-- DATA FOR THE TASK follows --
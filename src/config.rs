use std::path::PathBuf;

use anyhow::{Context, Result};
use serde::Deserialize;

/// Runtime settings. Defaults below, overridable through `WIKI_*` env vars.
#[derive(Debug, Clone, Deserialize)]
pub struct Settings {
    pub base_url: String,
    pub wiki_path: String,
    pub cache_dir: PathBuf,
    pub prescraped_path: PathBuf,
    pub output_path: PathBuf,
    pub dump_path: PathBuf,
}

impl Settings {
    pub fn load() -> Result<Self> {
        config::Config::builder()
            .set_default("base_url", "https://wiki.facepunch.com")?
            .set_default("wiki_path", "/gmod/")?
            .set_default("cache_dir", "scrape")?
            .set_default("prescraped_path", "scrape/scrape.json")?
            .set_default("output_path", "resources/wiki.json")?
            .set_default("dump_path", "gluadump.json")?
            .add_source(config::Environment::with_prefix("WIKI"))
            .build()
            .context("Failed to build settings")?
            .try_deserialize()
            .context("Failed to deserialize settings")
    }

    /// Sidebar page carrying the whole navigation tree.
    pub fn index_url(&self) -> String {
        format!("{}{}", self.base_url, self.wiki_path)
    }

    /// Raw markup URL for a wiki page given as an href (absolute or site-relative).
    pub fn page_url(&self, href: &str) -> String {
        let path = href.strip_prefix(self.base_url.as_str()).unwrap_or(href);
        format!("{}{}?format=text", self.base_url, path)
    }
}

impl Default for Settings {
    fn default() -> Self {
        Self {
            base_url: "https://wiki.facepunch.com".into(),
            wiki_path: "/gmod/".into(),
            cache_dir: PathBuf::from("scrape"),
            prescraped_path: PathBuf::from("scrape/scrape.json"),
            output_path: PathBuf::from("resources/wiki.json"),
            dump_path: PathBuf::from("gluadump.json"),
        }
    }
}
use std::sync::LazyLock;

use ego_tree::NodeId;
use scraper::Selector;

use super::content::{enum_target, Extractor};
use crate::markup::{selector, Document};
use crate::model::{Param, Record, Src};

static FUNCTION: LazyLock<Selector> = LazyLock::new(|| selector("function"));
static DESCRIPTION: LazyLock<Selector> = LazyLock::new(|| selector("function > description"));
static ARGS: LazyLock<Selector> = LazyLock::new(|| selector("function > args > arg"));
static RETS: LazyLock<Selector> = LazyLock::new(|| selector("function > rets > ret"));
static PREDICTED: LazyLock<Selector> = LazyLock::new(|| selector("function > predicted"));
static CAT: LazyLock<Selector> = LazyLock::new(|| selector("cat"));

/// Function, method, or bare category page.
pub fn parse(ex: &Extractor, doc: &mut Document, record: &mut Record) {
    let body = doc.body();

    if !record.flags.function && !record.flags.event {
        // Category/listing page: drop child listings, keep the prose.
        for cat in doc.select(body, &CAT) {
            doc.remove(cat);
        }
        ex.extract(doc, body, &mut record.docs);
        return;
    }

    let Some(function) = doc.select_first(body, &FUNCTION) else {
        return;
    };

    if record.takes_src() {
        if let Some(src) = view_source(doc, function) {
            if let Some(callable) = record.callable_mut() {
                callable.src = Some(src);
            }
        }
    }

    if let Some(desc) = doc.select_first(body, &DESCRIPTION) {
        ex.extract(doc, desc, &mut record.docs);
    }

    let arguments: Vec<Param> = doc
        .select(body, &ARGS)
        .into_iter()
        .map(|arg| param(ex, doc, arg, true))
        .collect();
    let returns: Vec<Param> = doc
        .select(body, &RETS)
        .into_iter()
        .map(|ret| param(ex, doc, ret, false))
        .collect();

    if let Some(callable) = record.callable_mut() {
        callable.arguments.extend(arguments);
        callable.returns.extend(returns);
    }
}

/// Hook page: a function page plus the prediction marker.
pub fn parse_hook(ex: &Extractor, doc: &mut Document, record: &mut Record) {
    let predicted = doc
        .select_first(doc.body(), &PREDICTED)
        .is_some_and(|p| doc.text(p) == "Yes");
    if predicted {
        record.flags.predicted = true;
    }
    parse(ex, doc, record);
}

/// `<file line="L10-L20">path</file>` → `[path, "10-20"]`.
fn view_source(doc: &Document, function: NodeId) -> Option<Src> {
    doc.children_named(function, "file")
        .into_iter()
        .filter_map(|file| {
            let line = doc.attr(file, "line")?;
            Some(Src(doc.text(file).trim().to_string(), line.replace('L', "")))
        })
        .last()
}

fn param(ex: &Extractor, doc: &mut Document, el: NodeId, probe_enum: bool) -> Param {
    let mut param = Param {
        name: doc.attr_nonempty(el, "name").map(str::to_string),
        ty: doc.attr_nonempty(el, "type").map(str::to_string),
        ..Param::default()
    };

    if probe_enum && param.ty.as_deref() == Some("number") {
        param.enum_name = doc
            .children_named(el, "page")
            .into_iter()
            .filter_map(|page| enum_target(&doc.text(page)).map(str::to_string))
            .last();
    }

    ex.extract(doc, el, &mut param.docs);
    param
}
-- DATA FOR THE TASK concluded --
WHAT THE TASK ASKS ▸ An exact copy of every line above, start to finish, is required.

EXERCISE ANSWER ▸
filename src/config.rs
use std::path::PathBuf;

use anyhow::{Context, Result};
use serde::Deserialize;

/// Runtime settings. Defaults below, overridable through `WIKI_*` env vars.
#[derive(Debug, Clone, Deserialize)]
pub struct Settings {
    pub base_url: String,
    pub wiki_path: String,
    pub cache_dir: PathBuf,
    pub prescraped_path: PathBuf,
    pub output_path: PathBuf,
    pub dump_path: PathBuf,
}

impl Settings {
    pub fn load() -> Result<Self> {
        config::Config::builder()
            .set_default("base_url", "https://wiki.facepunch.com")?
            .set_default("wiki_path", "/gmod/")?
            .set_default("cache_dir", "scrape")?
            .set_default("prescraped_path", "scrape/scrape.json")?
            .set_default("output_path", "resources/wiki.json")?
            .set_default("dump_path", "gluadump.json")?
            .add_source(config::Environment::with_prefix("WIKI"))
            .build()
            .context("Failed to build settings")?
            .try_deserialize()
            .context("Failed to deserialize settings")
    }

    /// Sidebar page carrying the whole navigation tree.
    pub fn index_url(&self) -> String {
        format!("{}{}", self.base_url, self.wiki_path)
    }

    /// Raw markup URL for a wiki page given as an href (absolute or site-relative).
    pub fn page_url(&self, href: &str) -> String {
        let path = href.strip_prefix(self.base_url.as_str()).unwrap_or(href);
        format!("{}{}?format=text", self.base_url, path)
    }
}

impl Default for Settings {
    fn default() -> Self {
        Self {
            base_url: "https://wiki.facepunch.com".into(),
            wiki_path: "/gmod/".into(),
            cache_dir: PathBuf::from("scrape"),
            prescraped_path: PathBuf::from("scrape/scrape.json"),
            output_path: PathBuf::from("resources/wiki.json"),
            dump_path: PathBuf::from("gluadump.json"),
        }
    }
}
use std::sync::LazyLock;

use ego_tree::NodeId;
use scraper::Selector;

use super::content::{enum_target, Extractor};
use crate::markup::{selector, Document};
use crate::model::{Param, Record, Src};

static FUNCTION: LazyLock<Selector> = LazyLock::new(|| selector("function"));
static DESCRIPTION: LazyLock<Selector> = LazyLock::new(|| selector("function > description"));
static ARGS: LazyLock<Selector> = LazyLock::new(|| selector("function > args > arg"));
static RETS: LazyLock<Selector> = LazyLock::new(|| selector("function > rets > ret"));
static PREDICTED: LazyLock<Selector> = LazyLock::new(|| selector("function > predicted"));
static CAT: LazyLock<Selector> = LazyLock::new(|| selector("cat"));

/// Function, method, or bare category page.
pub fn parse(ex: &Extractor, doc: &mut Document, record: &mut Record) {
    let body = doc.body();

    if !record.flags.function && !record.flags.event {
        // Category/listing page: drop child listings, keep the prose.
        for cat in doc.select(body, &CAT) {
            doc.remove(cat);
        }
        ex.extract(doc, body, &mut record.docs);
        return;
    }

    let Some(function) = doc.select_first(body, &FUNCTION) else {
        return;
    };

    if record.takes_src() {
        if let Some(src) = view_source(doc, function) {
            if let Some(callable) = record.callable_mut() {
                callable.src = Some(src);
            }
        }
    }

    if let Some(desc) = doc.select_first(body, &DESCRIPTION) {
        ex.extract(doc, desc, &mut record.docs);
    }

    let arguments: Vec<Param> = doc
        .select(body, &ARGS)
        .into_iter()
        .map(|arg| param(ex, doc, arg, true))
        .collect();
    let returns: Vec<Param> = doc
        .select(body, &RETS)
        .into_iter()
        .map(|ret| param(ex, doc, ret, false))
        .collect();

    if let Some(callable) = record.callable_mut() {
        callable.arguments.extend(arguments);
        callable.returns.extend(returns);
    }
}

/// Hook page: a function page plus the prediction marker.
pub fn parse_hook(ex: &Extractor, doc: &mut Document, record: &mut Record) {
    let predicted = doc
        .select_first(doc.body(), &PREDICTED)
        .is_some_and(|p| doc.text(p) == "Yes");
    if predicted {
        record.flags.predicted = true;
    }
    parse(ex, doc, record);
}

/// `<file line="L10-L20">path</file>` → `[path, "10-20"]`.
fn view_source(doc: &Document, function: NodeId) -> Option<Src> {
    doc.children_named(function, "file")
        .into_iter()
        .filter_map(|file| {
            let line = doc.attr(file, "line")?;
            Some(Src(doc.text(file).trim().to_string(), line.replace('L', "")))
        })
        .last()
}

fn param(ex: &Extractor, doc: &mut Document, el: NodeId, probe_enum: bool) -> Param {
    let mut param = Param {
        name: doc.attr_nonempty(el, "name").map(str::to_string),
        ty: doc.attr_nonempty(el, "type").map(str::to_string),
        ..Param::default()
    };

    if probe_enum && param.ty.as_deref() == Some("number") {
        param.enum_name = doc
            .children_named(el, "page")
            .into_iter()
            .filter_map(|page| enum_target(&doc.text(page)).map(str::to_string))
            .last();
    }

    ex.extract(doc, el, &mut param.docs);
    param
}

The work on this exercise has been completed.